Your task is to copy all of the entries exactly as they are given.

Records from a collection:
════════════════
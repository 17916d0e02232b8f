// SPDX-FileCopyrightText: 2026 Shopkeep Contributors
// SPDX-License-Identifier: MIT OR Apache-2.0

//! Recovery task model and its status state machine.
//!
//! ```text
//! pending -> running -> completed
//!               |-----> pending   (rescheduled with backoff)
//!               |-----> failed    (retries exhausted or permanent error)
//! pending | running -> cancelled
//! ```
//!
//! `completed`, `failed` and `cancelled` are terminal.

use chrono::{DateTime, Utc};
use serde::{Deserialize, Serialize};
use serde_json::Value;
use strum::{Display, EnumIter, EnumString};

use shopkeep_core::ShopkeepError;

use crate::backoff::BackoffPolicy;

/// The kind of business operation a task repairs.
#[derive(
    Debug, Clone, Copy, PartialEq, Eq, Hash, Display, EnumString, EnumIter, Serialize, Deserialize,
)]
#[strum(serialize_all = "kebab-case")]
#[serde(rename_all = "kebab-case")]
pub enum TaskType {
    /// Settle an order left `pending` by a failed checkout.
    OrderRecovery,
    /// Reconcile a payment whose outcome was never recorded.
    PaymentRecovery,
    /// Return reserved stock to the product.
    InventoryRecovery,
    /// Finish a refund that was started but not applied.
    RefundRecovery,
}

/// Where a task is in its lifecycle. See the module docs for the allowed
/// transitions.
#[derive(Debug, Clone, Copy, PartialEq, Eq, Display, EnumString, Serialize, Deserialize)]
#[strum(serialize_all = "lowercase")]
#[serde(rename_all = "lowercase")]
pub enum TaskStatus {
    Pending,
    Running,
    Completed,
    Failed,
    Cancelled,
}

impl TaskStatus {
    pub fn is_terminal(self) -> bool {
        matches!(self, Self::Completed | Self::Failed | Self::Cancelled)
    }

    /// Whether the state machine allows moving from `self` to `next`.
    pub fn can_transition_to(self, next: TaskStatus) -> bool {
        use TaskStatus::*;
        matches!(
            (self, next),
            (Pending, Running)
                | (Running, Completed)
                | (Running, Pending)
                | (Running, Failed)
                | (Pending, Cancelled)
                | (Running, Cancelled)
        )
    }
}

/// What a failed attempt did to the task.
#[derive(Debug, Clone, Copy, PartialEq, Eq)]
pub enum FailureDisposition {
    /// Back to pending, due again at `next_retry_at`.
    Rescheduled,
    /// Terminal; no further attempts.
    Failed,
}

/// A durable unit of deferred repair work.
#[derive(Debug, Clone, PartialEq, Serialize, Deserialize)]
pub struct RecoveryTask {
    /// `{type}-{uuid}`, also the suffix of the record key.
    pub id: String,
    /// Stored as `type`.
    #[serde(rename = "type")]
    pub task_type: TaskType,
    pub status: TaskStatus,
    /// Handler input, opaque to the worker.
    pub payload: Value,
    /// Last failure message; empty until an attempt fails.
    #[serde(default)]
    pub error: String,
    /// Failed attempts so far.
    pub retry_count: u32,
    /// Attempts allowed before the task fails.
    pub max_retries: u32,
    /// Earliest time the next attempt may start.
    pub next_retry_at: DateTime<Utc>,
    pub created_at: DateTime<Utc>,
    pub updated_at: DateTime<Utc>,
}

impl RecoveryTask {
    /// A new pending task, due immediately.
    pub fn new(task_type: TaskType, payload: Value, max_retries: u32, now: DateTime<Utc>) -> Self {
        Self {
            id: format!("{task_type}-{}", uuid::Uuid::new_v4().simple()),
            task_type,
            status: TaskStatus::Pending,
            payload,
            error: String::new(),
            retry_count: 0,
            max_retries,
            next_retry_at: now,
            created_at: now,
            updated_at: now,
        }
    }

    pub fn is_terminal(&self) -> bool {
        self.status.is_terminal()
    }

    pub fn is_due(&self, now: DateTime<Utc>) -> bool {
        now >= self.next_retry_at
    }

    fn transition(&mut self, next: TaskStatus, now: DateTime<Utc>) -> Result<(), ShopkeepError> {
        if !self.status.can_transition_to(next) {
            return Err(ShopkeepError::InvalidTransition {
                id: self.id.clone(),
                from: self.status.to_string(),
                to: next.to_string(),
            });
        }
        self.status = next;
        self.updated_at = now;
        Ok(())
    }

    pub fn mark_running(&mut self, now: DateTime<Utc>) -> Result<(), ShopkeepError> {
        self.transition(TaskStatus::Running, now)
    }

    pub fn mark_completed(&mut self, now: DateTime<Utc>) -> Result<(), ShopkeepError> {
        self.transition(TaskStatus::Completed, now)
    }

    pub fn cancel(&mut self, now: DateTime<Utc>) -> Result<(), ShopkeepError> {
        self.transition(TaskStatus::Cancelled, now)
    }

    /// Record a failed attempt of a running task.
    ///
    /// The attempt that brings `retry_count` to `max_retries`, or any
    /// `permanent` failure, finalizes the task as failed. Otherwise the task
    /// goes back to pending with `next_retry_at = now + backoff(retry_count)`.
    pub fn record_failure(
        &mut self,
        error: impl Into<String>,
        permanent: bool,
        backoff: &BackoffPolicy,
        now: DateTime<Utc>,
    ) -> Result<FailureDisposition, ShopkeepError> {
        let exhausted = self.retry_count.saturating_add(1) >= self.max_retries;
        let next = if permanent || exhausted {
            TaskStatus::Failed
        } else {
            TaskStatus::Pending
        };
        self.transition(next, now)?;

        self.retry_count = self.retry_count.saturating_add(1).min(self.max_retries);
        self.error = error.into();
        if next == TaskStatus::Failed {
            return Ok(FailureDisposition::Failed);
        }
        let delay = backoff.delay(self.retry_count);
        self.next_retry_at = chrono::Duration::from_std(delay)
            .ok()
            .and_then(|delay| now.checked_add_signed(delay))
            .unwrap_or(DateTime::<Utc>::MAX_UTC);
        Ok(FailureDisposition::Rescheduled)
    }
}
════════════════
● RESPONSE AREA
repository 17916d0e02232b8f
// SPDX-FileCopyrightText: 2026 Shopkeep Contributors
// SPDX-License-Identifier: MIT OR Apache-2.0

//! Recovery task model and its status state machine.
//!
//! ```text
//! pending -> running -> completed
//!               |-----> pending   (rescheduled with backoff)
//!               |-----> failed    (retries exhausted or permanent error)
//! pending | running -> cancelled
//! ```
//!
//! `completed`, `failed` and `cancelled` are terminal.

use chrono::{DateTime, Utc};
use serde::{Deserialize, Serialize};
use serde_json::Value;
use strum::{Display, EnumIter, EnumString};

use shopkeep_core::ShopkeepError;

use crate::backoff::BackoffPolicy;

/// The kind of business operation a task repairs.
#[derive(
    Debug, Clone, Copy, PartialEq, Eq, Hash, Display, EnumString, EnumIter, Serialize, Deserialize,
)]
#[strum(serialize_all = "kebab-case")]
#[serde(rename_all = "kebab-case")]
pub enum TaskType {
    /// Settle an order left `pending` by a failed checkout.
    OrderRecovery,
    /// Reconcile a payment whose outcome was never recorded.
    PaymentRecovery,
    /// Return reserved stock to the product.
    InventoryRecovery,
    /// Finish a refund that was started but not applied.
    RefundRecovery,
}

/// Where a task is in its lifecycle. See the module docs for the allowed
/// transitions.
#[derive(Debug, Clone, Copy, PartialEq, Eq, Display, EnumString, Serialize, Deserialize)]
#[strum(serialize_all = "lowercase")]
#[serde(rename_all = "lowercase")]
pub enum TaskStatus {
    Pending,
    Running,
    Completed,
    Failed,
    Cancelled,
}

impl TaskStatus {
    pub fn is_terminal(self) -> bool {
        matches!(self, Self::Completed | Self::Failed | Self::Cancelled)
    }

    /// Whether the state machine allows moving from `self` to `next`.
    pub fn can_transition_to(self, next: TaskStatus) -> bool {
        use TaskStatus::*;
        matches!(
            (self, next),
            (Pending, Running)
                | (Running, Completed)
                | (Running, Pending)
                | (Running, Failed)
                | (Pending, Cancelled)
                | (Running, Cancelled)
        )
    }
}

/// What a failed attempt did to the task.
#[derive(Debug, Clone, Copy, PartialEq, Eq)]
pub enum FailureDisposition {
    /// Back to pending, due again at `next_retry_at`.
    Rescheduled,
    /// Terminal; no further attempts.
    Failed,
}

/// A durable unit of deferred repair work.
#[derive(Debug, Clone, PartialEq, Serialize, Deserialize)]
pub struct RecoveryTask {
    /// `{type}-{uuid}`, also the suffix of the record key.
    pub id: String,
    /// Stored as `type`.
    #[serde(rename = "type")]
    pub task_type: TaskType,
    pub status: TaskStatus,
    /// Handler input, opaque to the worker.
    pub payload: Value,
    /// Last failure message; empty until an attempt fails.
    #[serde(default)]
    pub error: String,
    /// Failed attempts so far.
    pub retry_count: u32,
    /// Attempts allowed before the task fails.
    pub max_retries: u32,
    /// Earliest time the next attempt may start.
    pub next_retry_at: DateTime<Utc>,
    pub created_at: DateTime<Utc>,
    pub updated_at: DateTime<Utc>,
}

impl RecoveryTask {
    /// A new pending task, due immediately.
    pub fn new(task_type: TaskType, payload: Value, max_retries: u32, now: DateTime<Utc>) -> Self {
        Self {
            id: format!("{task_type}-{}", uuid::Uuid::new_v4().simple()),
            task_type,
            status: TaskStatus::Pending,
            payload,
            error: String::new(),
            retry_count: 0,
            max_retries,
            next_retry_at: now,
            created_at: now,
            updated_at: now,
        }
    }

    pub fn is_terminal(&self) -> bool {
        self.status.is_terminal()
    }

    pub fn is_due(&self, now: DateTime<Utc>) -> bool {
        now >= self.next_retry_at
    }

    fn transition(&mut self, next: TaskStatus, now: DateTime<Utc>) -> Result<(), ShopkeepError> {
        if !self.status.can_transition_to(next) {
            return Err(ShopkeepError::InvalidTransition {
                id: self.id.clone(),
                from: self.status.to_string(),
                to: next.to_string(),
            });
        }
        self.status = next;
        self.updated_at = now;
        Ok(())
    }

    pub fn mark_running(&mut self, now: DateTime<Utc>) -> Result<(), ShopkeepError> {
        self.transition(TaskStatus::Running, now)
    }

    pub fn mark_completed(&mut self, now: DateTime<Utc>) -> Result<(), ShopkeepError> {
        self.transition(TaskStatus::Completed, now)
    }

    pub fn cancel(&mut self, now: DateTime<Utc>) -> Result<(), ShopkeepError> {
        self.transition(TaskStatus::Cancelled, now)
    }

    /// Record a failed attempt of a running task.
    ///
    /// The attempt that brings `retry_count` to `max_retries`, or any
    /// `permanent` failure, finalizes the task as failed. Otherwise the task
    /// goes back to pending with `next_retry_at = now + backoff(retry_count)`.
    pub fn record_failure(
        &mut self,
        error: impl Into<String>,
        permanent: bool,
        backoff: &BackoffPolicy,
        now: DateTime<Utc>,
    ) -> Result<FailureDisposition, ShopkeepError> {
        let exhausted = self.retry_count.saturating_add(1) >= self.max_retries;
        let next = if permanent || exhausted {
            TaskStatus::Failed
        } else {
            TaskStatus::Pending
        };
        self.transition(next, now)?;

        self.retry_count = self.retry_count.saturating_add(1).min(self.max_retries);
        self.error = error.into();
        if next == TaskStatus::Failed {
            return Ok(FailureDisposition::Failed);
        }
        let delay = backoff.delay(self.retry_count);
        self.next_retry_at = chrono::Duration::from_std(delay)
            .ok()
            .and_then(|delay| now.checked_add_signed(delay))
            .unwrap_or(DateTime::<Utc>::MAX_UTC);
        Ok(FailureDisposition::Rescheduled)
    }
}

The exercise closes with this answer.